Twice in a recent interview he referenced the adage, “There is room for all of us at the table.” On the surface, it’s a metaphor, but it also works literally for Hill, a recipient of a 2008 President’s Fulfilling the Dream Award and associate professor in the department of lifelong education, administration and policy.
On his desk in the River’s Crossing Building, Hill keeps a stack of books that includes tomes on Zen Buddhism, Christianity, Hinduism and The Art Lover’s Almanac.
These books, representative of various peoples and ideologies, form the basis of what could be called his professional philosophy: People and traditions are worthy of dignity and respect; our lives are a sojourn across hallowed ground.
“At a land-grant university, we have a responsibility to be public intellectuals, and there are two components to that,” he said. “One is that we are engaged in the public sphere, that we make our work here known and make the walls of the ivory tower very porous. The other thing is a call to be deeply scholarly.”
As a testimony to the latter, you can find him drawing on such diverse sources as the Grateful Dead, rap music, Chaucer and Milton. He also pulls from religious traditions, saying, “all the great faith families have something to teach us.”
The President’s Fulfilling the Dream Award is given annually to local community leaders who work to achieve the Rev. Dr. Martin Luther King Jr.’s dream of universal equality and justice.

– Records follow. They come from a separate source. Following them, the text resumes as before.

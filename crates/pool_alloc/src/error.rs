//! # Pool Error Types
//!
//! All errors that can occur while building or growing pools.
//!
//! The hot path never returns these: `alloc` treats chunk-growth failure as
//! fatal and only the `try_` variants and constructors surface a `Result`.

use std::collections::TryReserveError;
use std::path::PathBuf;

use thiserror::Error;

/// Errors raised by pools and the pool manager.
#[derive(Error, Debug, Clone, PartialEq, Eq)]
pub enum PoolError {
    /// The manager was given an empty list of size classes.
    #[error("no size classes configured")]
    NoSizeClasses,

    /// An arithmetic progression of size classes was requested with step 0.
    #[error("size-class step must be non-zero")]
    ZeroStep,

    /// The largest class is too big to build a size index for.
    #[error("size class of {max_size} bytes is too large to index")]
    IndexTooLarge {
        /// Largest configured class.
        max_size: usize,
    },

    /// `block_size * blocks_per_chunk` does not fit in `usize`.
    #[error("chunk of {blocks_per_chunk} blocks of {block_size} bytes overflows usize")]
    ChunkOverflow {
        /// Size of one block.
        block_size: usize,
        /// Blocks carved per chunk.
        blocks_per_chunk: usize,
    },

    /// The backing allocator could not provide a buffer.
    #[error("backing allocator failed to provide {bytes} bytes")]
    OutOfMemory {
        /// Number of bytes requested.
        bytes: usize,
        /// Underlying reservation failure.
        #[source]
        source: TryReserveError,
    },
}

/// Result type for pool operations.
pub type PoolResult<T> = Result<T, PoolError>;

/// Errors raised while loading a [`PoolConfig`](crate::PoolConfig).
#[derive(Error, Debug)]
pub enum ConfigError {
    /// The config file could not be read.
    #[error("failed to read pool config {}: {source}", .path.display())]
    Io {
        /// File that was being read.
        path: PathBuf,
        /// Underlying I/O failure.
        #[source]
        source: std::io::Error,
    },

    /// The config file is not valid TOML for a pool config.
    #[error("invalid pool config: {0}")]
    Parse(#[from] toml::de::Error),

    /// The config parsed but describes an unusable set of size classes.
    #[error(transparent)]
    Pool(#[from] PoolError),
}

/// Reports an unrecoverable allocator failure and terminates.
///
/// With the workspace's `panic = "abort"` profiles this ends the process.
#[cold]
#[inline(never)]
pub(crate) fn fatal(err: &PoolError) -> ! {
    tracing::error!(error = %err, "pool allocator cannot continue");
    panic!("pool allocator failure: {err}");
}

#[cfg(test)]
mod tests {
    use super::*;

    #[test]
    fn test_error_messages() {
        assert_eq!(PoolError::NoSizeClasses.to_string(), "no size classes configured");

        let err = PoolError::ChunkOverflow {
            block_size: 8,
            blocks_per_chunk: usize::MAX,
        };
        assert!(err.to_string().contains("8 bytes"));
    }

    #[test]
    fn test_config_error_wraps_pool_error() {
        let err = ConfigError::from(PoolError::ZeroStep);
        assert_eq!(err.to_string(), "size-class step must be non-zero");
    }
}
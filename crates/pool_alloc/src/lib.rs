//! # Pool Alloc
//!
//! Segregated size-class pool allocator:
//! - O(1) allocation and release from pre-carved, fixed-size blocks
//! - One pool per size class, chosen through a dense size index
//! - Requests above the largest class fall through to the global allocator
//!
//! ## Architecture Rules
//!
//! 1. **No per-block metadata** - A free block's storage holds the free-list link
//! 2. **Monotonic growth** - Chunks are kept until their pool is dropped
//! 3. **Handles, not sizes** - A handle knows which pool it came from
//!
//! ## Example
//!
//! ```rust,ignore
//! use pool_alloc::{PoolConfig, PoolManager};
//!
//! let config = PoolConfig::from_toml_file("pools.toml")?;
//! let mut pools = PoolManager::from_config(&config)?;
//!
//! let handle = pools.alloc_value(42u32);
//! assert_eq!(pools.release_value(handle), 42);
//! ```

#![deny(missing_docs)]
#![deny(unsafe_code)]
#![deny(clippy::all)]
#![warn(clippy::pedantic)]
#![deny(clippy::perf)]

pub mod config;
pub mod error;
pub mod memory;
pub mod sync;

pub use config::{PoolConfig, SizeClasses, DEFAULT_MAX_CHUNK_BYTES};
pub use error::{ConfigError, PoolError, PoolResult};
pub use memory::{
    Block, Handle, HeapManager, MemoryManager, PoolManager, SizeClassPool, TypedBlock,
    TypedHandle, TypedPool, DEFAULT_ALIGN,
};
pub use sync::SharedPoolManager;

Hill’s work extends these notions throughout campus, the state, the nation and the globe. After coming to UGA in 2001, he helped found the Campus Climate Research Group, whose report, “In the Shadow of the Arch: Safety and Acceptance of Lesbian, Gay, Bisexual, Transgender and Queer Students at the University of Georgia,” was a monumental step toward acceptance and tolerance for the LGBTQ community at UGA.
Hill has partnered with UNESCO, the United Nations’ peace promotion wing, to spearhead efforts to add human rights and social justice in all of their educational efforts.
He also has worked with schools and programs across Georgia and the U.S. by teaching workshops on topics such as environmental racism and educating people on sexual orientation and gender identity.
Although his work for sexual minority rights may seem like a progressive-minded call for justice, it is actually an old-fashioned revival of a rarely cited aspect of King’s dream.
“Unlike many people in his time—and today as well—Dr. King knew the value of lesbians and gay men and their contributions to the civil rights movement,” Hill said.
He pointed to Lillian Smith, a lesbian whom King mentions in his “Letter from a Birmingham Jail,” and Bayard Rustin, a gay man who helped organize the Montgomery, Ala., bus boycott.
“Another world is possible. My work in adult education is largely about that. But I would take that statement further,” Hill said. “I would go so far as to say that another world is absolutely essential.”